_Your task_. Every line containing the word "stays" is to be copied from the data below.

Dataset entries:
• • • •
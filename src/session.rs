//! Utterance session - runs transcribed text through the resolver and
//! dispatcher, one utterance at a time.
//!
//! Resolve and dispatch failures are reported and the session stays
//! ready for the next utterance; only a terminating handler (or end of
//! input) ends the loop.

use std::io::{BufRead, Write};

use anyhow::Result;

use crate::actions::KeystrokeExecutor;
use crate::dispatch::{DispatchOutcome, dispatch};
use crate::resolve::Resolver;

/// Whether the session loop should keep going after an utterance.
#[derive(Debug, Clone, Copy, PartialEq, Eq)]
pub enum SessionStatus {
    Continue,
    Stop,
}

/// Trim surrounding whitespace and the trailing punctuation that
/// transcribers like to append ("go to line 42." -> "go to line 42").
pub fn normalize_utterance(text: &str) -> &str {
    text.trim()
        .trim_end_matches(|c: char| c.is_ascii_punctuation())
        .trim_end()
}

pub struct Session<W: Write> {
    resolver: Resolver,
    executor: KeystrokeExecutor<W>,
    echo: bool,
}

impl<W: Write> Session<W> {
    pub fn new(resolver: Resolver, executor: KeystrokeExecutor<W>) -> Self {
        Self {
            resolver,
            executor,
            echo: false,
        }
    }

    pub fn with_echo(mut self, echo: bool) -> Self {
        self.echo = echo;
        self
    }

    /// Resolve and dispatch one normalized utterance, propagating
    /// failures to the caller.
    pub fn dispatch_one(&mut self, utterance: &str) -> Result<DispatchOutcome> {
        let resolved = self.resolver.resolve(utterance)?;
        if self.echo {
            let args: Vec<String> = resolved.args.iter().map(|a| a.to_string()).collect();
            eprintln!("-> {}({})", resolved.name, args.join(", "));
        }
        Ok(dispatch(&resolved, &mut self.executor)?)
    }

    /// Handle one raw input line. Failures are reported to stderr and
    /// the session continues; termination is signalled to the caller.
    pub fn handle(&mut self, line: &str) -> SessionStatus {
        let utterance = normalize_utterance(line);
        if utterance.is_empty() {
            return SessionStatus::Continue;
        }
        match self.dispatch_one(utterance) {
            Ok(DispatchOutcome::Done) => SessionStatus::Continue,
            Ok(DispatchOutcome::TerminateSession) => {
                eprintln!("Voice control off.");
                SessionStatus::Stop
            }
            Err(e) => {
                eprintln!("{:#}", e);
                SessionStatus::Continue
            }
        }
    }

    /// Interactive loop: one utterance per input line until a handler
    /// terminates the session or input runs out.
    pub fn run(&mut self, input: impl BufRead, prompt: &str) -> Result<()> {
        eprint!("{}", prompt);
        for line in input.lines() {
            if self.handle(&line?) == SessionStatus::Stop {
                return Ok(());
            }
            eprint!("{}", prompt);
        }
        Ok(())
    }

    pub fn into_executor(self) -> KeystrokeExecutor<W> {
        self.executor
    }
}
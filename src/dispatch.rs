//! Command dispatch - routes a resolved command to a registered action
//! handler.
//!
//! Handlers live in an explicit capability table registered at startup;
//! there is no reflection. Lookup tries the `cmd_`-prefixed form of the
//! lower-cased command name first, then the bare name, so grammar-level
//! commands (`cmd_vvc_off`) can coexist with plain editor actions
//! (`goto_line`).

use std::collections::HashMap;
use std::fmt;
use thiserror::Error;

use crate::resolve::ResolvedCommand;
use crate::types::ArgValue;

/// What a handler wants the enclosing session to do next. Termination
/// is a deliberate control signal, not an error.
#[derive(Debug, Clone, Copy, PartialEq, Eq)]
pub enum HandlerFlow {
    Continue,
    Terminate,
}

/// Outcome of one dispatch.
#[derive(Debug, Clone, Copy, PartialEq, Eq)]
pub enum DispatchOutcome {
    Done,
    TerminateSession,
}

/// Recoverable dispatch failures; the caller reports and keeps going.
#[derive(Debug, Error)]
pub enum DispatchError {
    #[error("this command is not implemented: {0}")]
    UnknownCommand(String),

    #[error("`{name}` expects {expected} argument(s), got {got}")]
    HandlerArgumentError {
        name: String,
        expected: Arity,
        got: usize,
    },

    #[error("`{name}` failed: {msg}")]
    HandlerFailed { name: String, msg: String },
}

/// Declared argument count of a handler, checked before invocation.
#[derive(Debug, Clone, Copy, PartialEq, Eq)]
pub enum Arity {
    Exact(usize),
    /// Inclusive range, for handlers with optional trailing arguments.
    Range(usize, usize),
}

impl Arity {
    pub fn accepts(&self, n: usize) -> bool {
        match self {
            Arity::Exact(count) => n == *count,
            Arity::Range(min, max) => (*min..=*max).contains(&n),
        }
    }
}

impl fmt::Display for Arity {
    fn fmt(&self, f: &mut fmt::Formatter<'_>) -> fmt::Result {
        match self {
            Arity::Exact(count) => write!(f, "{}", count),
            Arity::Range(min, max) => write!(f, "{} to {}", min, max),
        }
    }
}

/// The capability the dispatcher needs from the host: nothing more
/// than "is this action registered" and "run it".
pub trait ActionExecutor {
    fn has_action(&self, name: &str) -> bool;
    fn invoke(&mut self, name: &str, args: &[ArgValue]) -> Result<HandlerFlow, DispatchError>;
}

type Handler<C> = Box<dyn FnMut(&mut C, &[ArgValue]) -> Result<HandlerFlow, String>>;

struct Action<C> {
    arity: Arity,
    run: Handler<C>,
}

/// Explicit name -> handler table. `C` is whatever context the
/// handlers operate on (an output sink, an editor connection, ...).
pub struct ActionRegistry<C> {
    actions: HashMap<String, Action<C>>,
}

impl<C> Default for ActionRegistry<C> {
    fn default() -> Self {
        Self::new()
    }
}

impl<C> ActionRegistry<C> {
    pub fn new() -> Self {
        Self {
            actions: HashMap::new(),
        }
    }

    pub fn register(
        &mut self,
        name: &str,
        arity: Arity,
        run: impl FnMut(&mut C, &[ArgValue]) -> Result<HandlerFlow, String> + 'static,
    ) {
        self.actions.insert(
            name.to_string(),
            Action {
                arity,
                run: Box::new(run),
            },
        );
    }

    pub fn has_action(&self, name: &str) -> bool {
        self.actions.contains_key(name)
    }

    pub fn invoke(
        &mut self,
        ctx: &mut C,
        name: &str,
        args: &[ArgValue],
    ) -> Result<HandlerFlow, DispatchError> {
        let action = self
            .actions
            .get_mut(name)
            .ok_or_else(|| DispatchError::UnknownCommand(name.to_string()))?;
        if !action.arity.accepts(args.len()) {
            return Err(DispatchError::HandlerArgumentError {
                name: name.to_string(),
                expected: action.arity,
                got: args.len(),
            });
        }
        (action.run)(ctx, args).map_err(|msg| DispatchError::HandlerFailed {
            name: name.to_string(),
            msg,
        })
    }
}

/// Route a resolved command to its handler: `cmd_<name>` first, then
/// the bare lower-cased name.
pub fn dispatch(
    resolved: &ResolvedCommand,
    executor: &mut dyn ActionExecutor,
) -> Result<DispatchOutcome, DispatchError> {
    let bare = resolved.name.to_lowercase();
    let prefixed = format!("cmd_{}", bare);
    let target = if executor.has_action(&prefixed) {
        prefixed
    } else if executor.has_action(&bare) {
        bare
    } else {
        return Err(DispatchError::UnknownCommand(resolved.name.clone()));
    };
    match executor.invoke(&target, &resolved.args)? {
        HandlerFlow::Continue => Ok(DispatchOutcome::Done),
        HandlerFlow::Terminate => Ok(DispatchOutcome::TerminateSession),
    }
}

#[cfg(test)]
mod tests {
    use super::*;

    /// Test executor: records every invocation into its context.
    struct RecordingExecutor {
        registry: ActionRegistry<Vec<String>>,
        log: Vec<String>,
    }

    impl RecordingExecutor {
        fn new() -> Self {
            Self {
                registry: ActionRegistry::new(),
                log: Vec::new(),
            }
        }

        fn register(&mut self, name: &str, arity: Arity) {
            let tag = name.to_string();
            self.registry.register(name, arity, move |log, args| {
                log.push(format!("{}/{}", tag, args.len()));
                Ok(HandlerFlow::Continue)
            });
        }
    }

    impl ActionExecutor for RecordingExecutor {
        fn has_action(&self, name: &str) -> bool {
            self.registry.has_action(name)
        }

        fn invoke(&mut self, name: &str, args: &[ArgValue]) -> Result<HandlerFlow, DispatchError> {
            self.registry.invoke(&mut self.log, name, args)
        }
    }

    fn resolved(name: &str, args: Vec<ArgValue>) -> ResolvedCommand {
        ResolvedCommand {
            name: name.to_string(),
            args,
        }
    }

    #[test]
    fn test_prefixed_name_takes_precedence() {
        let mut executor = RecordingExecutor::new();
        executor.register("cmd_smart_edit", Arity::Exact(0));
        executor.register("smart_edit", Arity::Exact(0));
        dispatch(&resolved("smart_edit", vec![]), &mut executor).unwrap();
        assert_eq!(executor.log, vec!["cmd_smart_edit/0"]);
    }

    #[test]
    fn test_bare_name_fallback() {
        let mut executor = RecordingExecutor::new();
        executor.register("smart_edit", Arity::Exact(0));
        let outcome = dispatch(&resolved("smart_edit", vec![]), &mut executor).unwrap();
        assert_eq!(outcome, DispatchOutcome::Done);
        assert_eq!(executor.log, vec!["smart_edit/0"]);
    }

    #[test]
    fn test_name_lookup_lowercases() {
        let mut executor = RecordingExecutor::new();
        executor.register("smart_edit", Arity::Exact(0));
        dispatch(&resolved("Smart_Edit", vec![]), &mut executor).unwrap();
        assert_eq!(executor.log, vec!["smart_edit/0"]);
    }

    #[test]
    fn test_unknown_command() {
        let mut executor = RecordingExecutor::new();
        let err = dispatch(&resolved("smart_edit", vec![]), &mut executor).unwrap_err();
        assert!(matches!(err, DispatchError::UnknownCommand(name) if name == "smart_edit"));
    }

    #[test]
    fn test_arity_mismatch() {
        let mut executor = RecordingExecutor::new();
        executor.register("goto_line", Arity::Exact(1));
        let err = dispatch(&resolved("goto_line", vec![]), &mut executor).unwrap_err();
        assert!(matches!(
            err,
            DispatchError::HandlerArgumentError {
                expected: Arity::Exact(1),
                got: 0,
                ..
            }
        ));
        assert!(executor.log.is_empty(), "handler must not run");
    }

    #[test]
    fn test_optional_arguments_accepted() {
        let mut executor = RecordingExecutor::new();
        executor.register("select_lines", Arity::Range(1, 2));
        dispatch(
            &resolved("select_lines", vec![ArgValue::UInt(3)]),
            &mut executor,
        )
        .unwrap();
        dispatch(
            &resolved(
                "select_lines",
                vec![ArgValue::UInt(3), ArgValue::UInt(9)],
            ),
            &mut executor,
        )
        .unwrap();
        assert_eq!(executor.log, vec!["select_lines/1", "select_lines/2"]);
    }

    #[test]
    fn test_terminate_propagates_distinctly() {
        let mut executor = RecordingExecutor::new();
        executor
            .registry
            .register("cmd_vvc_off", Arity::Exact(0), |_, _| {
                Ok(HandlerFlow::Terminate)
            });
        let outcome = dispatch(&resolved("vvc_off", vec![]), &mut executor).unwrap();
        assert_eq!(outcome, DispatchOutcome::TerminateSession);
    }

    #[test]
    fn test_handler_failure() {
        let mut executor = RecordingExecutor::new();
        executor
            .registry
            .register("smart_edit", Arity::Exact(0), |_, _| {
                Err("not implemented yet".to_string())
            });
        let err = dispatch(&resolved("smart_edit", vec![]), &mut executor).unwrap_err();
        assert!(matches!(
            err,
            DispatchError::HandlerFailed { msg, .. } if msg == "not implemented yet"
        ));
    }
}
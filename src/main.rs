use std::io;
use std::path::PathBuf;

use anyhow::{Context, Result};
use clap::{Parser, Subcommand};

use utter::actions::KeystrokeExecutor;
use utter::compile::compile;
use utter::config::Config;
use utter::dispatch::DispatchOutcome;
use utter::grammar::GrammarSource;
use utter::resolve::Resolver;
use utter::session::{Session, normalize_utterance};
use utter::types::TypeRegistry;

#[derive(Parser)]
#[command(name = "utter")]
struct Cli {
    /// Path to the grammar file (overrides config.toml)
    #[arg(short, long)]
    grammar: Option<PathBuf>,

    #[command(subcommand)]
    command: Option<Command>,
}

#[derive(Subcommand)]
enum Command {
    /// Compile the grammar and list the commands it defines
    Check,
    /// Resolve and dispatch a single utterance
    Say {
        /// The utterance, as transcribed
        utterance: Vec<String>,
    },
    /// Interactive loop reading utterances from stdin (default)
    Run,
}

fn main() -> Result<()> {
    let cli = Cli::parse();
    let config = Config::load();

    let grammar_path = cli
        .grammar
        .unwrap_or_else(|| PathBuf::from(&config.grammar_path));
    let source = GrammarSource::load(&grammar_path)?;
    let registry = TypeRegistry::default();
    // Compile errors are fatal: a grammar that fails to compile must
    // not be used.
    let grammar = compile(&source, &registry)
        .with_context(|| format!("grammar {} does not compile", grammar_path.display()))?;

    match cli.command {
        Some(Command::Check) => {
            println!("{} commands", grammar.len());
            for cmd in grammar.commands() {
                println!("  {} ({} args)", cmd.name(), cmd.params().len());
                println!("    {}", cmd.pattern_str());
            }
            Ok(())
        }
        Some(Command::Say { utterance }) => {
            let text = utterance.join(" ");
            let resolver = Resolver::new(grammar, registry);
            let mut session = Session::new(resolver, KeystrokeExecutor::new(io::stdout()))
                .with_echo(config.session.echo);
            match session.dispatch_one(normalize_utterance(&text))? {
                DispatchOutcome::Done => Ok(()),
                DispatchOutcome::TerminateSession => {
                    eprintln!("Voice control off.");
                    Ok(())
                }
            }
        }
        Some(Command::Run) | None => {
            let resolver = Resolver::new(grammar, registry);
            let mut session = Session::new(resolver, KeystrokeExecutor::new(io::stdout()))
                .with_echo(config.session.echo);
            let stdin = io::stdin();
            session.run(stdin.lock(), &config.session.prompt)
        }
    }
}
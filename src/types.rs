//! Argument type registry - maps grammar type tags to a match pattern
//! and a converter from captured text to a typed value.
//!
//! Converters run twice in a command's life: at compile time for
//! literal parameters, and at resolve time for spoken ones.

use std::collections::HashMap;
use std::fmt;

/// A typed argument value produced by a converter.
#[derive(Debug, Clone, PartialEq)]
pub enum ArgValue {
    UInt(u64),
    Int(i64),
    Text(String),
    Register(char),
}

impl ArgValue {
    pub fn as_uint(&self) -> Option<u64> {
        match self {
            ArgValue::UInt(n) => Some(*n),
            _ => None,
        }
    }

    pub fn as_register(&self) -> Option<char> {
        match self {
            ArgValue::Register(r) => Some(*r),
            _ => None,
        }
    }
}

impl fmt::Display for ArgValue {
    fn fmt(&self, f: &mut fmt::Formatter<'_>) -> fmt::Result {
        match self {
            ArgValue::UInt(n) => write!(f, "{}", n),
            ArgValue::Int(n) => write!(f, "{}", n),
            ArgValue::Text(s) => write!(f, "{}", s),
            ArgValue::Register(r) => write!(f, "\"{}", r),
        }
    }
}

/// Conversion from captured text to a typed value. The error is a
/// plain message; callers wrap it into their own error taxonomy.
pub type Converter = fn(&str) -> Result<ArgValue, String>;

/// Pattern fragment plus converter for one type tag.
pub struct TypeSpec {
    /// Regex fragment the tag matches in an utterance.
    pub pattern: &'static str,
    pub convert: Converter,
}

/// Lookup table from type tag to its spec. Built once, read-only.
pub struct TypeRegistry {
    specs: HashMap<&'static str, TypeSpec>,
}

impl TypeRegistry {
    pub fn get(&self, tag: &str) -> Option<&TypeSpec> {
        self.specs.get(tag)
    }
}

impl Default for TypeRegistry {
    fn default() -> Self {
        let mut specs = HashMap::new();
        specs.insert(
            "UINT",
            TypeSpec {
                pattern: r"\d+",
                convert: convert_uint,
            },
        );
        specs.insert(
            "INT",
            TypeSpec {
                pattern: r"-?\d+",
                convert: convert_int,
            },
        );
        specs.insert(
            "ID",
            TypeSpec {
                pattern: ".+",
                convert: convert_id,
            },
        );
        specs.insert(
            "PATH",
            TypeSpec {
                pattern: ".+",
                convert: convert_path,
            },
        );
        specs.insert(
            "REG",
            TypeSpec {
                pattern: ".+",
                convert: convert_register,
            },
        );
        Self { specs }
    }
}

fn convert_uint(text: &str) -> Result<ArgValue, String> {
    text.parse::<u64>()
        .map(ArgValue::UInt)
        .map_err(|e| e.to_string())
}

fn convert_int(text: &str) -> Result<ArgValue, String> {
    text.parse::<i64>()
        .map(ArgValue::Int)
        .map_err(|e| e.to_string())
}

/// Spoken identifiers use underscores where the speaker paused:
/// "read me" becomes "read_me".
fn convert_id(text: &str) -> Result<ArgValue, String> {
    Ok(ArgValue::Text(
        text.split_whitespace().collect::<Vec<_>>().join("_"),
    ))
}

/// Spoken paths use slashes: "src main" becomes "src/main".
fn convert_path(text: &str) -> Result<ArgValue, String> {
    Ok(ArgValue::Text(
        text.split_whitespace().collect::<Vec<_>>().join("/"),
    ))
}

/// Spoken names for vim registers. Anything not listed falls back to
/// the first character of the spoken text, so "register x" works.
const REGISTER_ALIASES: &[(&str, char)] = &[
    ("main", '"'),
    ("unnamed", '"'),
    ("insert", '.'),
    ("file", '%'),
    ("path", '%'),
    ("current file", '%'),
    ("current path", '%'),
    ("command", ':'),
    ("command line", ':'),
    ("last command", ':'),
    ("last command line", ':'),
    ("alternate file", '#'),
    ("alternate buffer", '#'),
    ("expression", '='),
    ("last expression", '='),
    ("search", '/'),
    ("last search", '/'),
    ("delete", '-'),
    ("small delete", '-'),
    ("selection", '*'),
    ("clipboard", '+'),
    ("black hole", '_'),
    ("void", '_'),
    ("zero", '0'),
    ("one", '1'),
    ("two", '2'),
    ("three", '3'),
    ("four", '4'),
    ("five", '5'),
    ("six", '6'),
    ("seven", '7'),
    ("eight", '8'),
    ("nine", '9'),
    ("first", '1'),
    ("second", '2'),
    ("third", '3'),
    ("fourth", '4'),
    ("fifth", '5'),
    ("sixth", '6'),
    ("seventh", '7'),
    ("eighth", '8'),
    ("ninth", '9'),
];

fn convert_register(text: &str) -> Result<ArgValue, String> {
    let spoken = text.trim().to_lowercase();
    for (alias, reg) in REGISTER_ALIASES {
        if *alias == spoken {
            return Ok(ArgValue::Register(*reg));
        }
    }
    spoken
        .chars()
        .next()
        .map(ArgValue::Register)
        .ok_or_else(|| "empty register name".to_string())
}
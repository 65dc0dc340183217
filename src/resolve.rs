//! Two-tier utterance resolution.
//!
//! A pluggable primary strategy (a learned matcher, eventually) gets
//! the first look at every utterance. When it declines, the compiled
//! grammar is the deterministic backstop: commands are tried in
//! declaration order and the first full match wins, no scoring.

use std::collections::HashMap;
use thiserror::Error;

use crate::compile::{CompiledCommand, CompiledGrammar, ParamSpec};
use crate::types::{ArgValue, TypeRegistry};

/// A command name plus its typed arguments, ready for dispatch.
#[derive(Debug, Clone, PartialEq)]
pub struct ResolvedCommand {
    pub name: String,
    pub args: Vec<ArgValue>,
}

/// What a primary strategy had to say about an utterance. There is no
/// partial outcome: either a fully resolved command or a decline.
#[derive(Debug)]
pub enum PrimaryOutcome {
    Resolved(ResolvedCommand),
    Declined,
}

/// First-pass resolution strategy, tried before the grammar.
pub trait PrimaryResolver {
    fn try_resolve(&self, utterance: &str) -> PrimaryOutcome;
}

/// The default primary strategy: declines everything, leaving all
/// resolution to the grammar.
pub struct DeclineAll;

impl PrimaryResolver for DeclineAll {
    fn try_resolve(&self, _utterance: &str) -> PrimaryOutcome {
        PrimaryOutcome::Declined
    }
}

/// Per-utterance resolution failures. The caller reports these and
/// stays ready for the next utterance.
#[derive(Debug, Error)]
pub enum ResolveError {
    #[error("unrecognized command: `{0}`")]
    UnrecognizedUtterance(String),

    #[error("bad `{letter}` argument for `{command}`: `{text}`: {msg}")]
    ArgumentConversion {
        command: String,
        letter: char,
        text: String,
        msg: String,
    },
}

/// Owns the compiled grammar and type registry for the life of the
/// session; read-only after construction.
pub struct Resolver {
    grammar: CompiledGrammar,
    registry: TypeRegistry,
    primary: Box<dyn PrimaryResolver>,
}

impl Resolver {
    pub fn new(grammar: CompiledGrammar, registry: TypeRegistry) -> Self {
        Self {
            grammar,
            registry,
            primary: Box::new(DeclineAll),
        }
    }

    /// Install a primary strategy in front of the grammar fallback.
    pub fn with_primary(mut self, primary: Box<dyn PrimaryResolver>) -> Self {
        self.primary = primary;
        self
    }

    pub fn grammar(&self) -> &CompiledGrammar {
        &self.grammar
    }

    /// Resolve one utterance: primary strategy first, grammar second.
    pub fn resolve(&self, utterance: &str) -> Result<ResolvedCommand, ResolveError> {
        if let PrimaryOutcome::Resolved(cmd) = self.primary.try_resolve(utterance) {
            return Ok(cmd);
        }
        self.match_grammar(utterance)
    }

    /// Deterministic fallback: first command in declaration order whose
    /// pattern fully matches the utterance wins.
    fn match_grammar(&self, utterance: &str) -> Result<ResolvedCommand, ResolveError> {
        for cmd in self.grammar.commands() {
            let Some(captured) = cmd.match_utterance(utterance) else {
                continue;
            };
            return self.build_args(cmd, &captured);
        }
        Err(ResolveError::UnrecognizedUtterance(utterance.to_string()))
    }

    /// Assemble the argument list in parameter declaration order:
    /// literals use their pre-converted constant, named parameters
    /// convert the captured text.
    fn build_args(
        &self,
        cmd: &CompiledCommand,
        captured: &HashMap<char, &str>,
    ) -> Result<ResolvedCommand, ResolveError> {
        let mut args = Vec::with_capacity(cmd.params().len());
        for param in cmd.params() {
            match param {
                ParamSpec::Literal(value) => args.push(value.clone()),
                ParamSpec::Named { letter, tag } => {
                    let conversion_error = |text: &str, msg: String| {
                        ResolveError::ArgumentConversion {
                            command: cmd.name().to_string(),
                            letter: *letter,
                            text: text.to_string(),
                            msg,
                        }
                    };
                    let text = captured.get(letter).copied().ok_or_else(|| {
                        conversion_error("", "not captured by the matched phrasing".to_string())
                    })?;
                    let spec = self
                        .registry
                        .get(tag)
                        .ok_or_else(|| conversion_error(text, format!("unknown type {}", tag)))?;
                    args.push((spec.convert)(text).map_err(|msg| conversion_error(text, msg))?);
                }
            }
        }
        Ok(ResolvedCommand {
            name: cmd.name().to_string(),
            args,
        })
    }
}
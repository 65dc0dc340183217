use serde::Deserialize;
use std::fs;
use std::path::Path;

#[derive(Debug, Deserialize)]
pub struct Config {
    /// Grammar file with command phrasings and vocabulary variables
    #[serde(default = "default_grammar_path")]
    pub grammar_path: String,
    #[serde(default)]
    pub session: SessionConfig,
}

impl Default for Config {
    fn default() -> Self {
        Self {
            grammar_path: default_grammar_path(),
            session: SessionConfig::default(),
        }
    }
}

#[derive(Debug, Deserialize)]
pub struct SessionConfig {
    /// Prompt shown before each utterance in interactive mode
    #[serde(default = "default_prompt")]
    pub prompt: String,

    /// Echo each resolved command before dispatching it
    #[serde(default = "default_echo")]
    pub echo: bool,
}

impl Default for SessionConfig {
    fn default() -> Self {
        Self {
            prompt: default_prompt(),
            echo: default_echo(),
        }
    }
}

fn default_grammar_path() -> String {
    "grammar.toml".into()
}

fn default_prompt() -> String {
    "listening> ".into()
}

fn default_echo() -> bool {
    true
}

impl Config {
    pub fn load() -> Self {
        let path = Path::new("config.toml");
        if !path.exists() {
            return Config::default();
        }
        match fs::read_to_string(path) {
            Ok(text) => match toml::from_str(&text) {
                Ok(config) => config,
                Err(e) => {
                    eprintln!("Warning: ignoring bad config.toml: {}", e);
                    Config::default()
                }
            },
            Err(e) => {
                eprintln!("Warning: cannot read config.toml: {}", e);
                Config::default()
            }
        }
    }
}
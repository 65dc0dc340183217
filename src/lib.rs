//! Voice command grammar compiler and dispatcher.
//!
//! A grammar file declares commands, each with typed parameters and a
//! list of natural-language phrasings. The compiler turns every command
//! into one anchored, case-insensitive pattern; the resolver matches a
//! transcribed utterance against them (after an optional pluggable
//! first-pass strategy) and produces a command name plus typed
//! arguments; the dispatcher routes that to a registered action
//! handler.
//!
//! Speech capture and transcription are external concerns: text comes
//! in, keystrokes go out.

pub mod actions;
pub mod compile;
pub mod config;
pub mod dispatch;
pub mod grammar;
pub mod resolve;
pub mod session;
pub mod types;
• • • •
_Answer box_.
//! Resolve and dispatch failures are reported and the session stays
/// stays ready for the next utterance.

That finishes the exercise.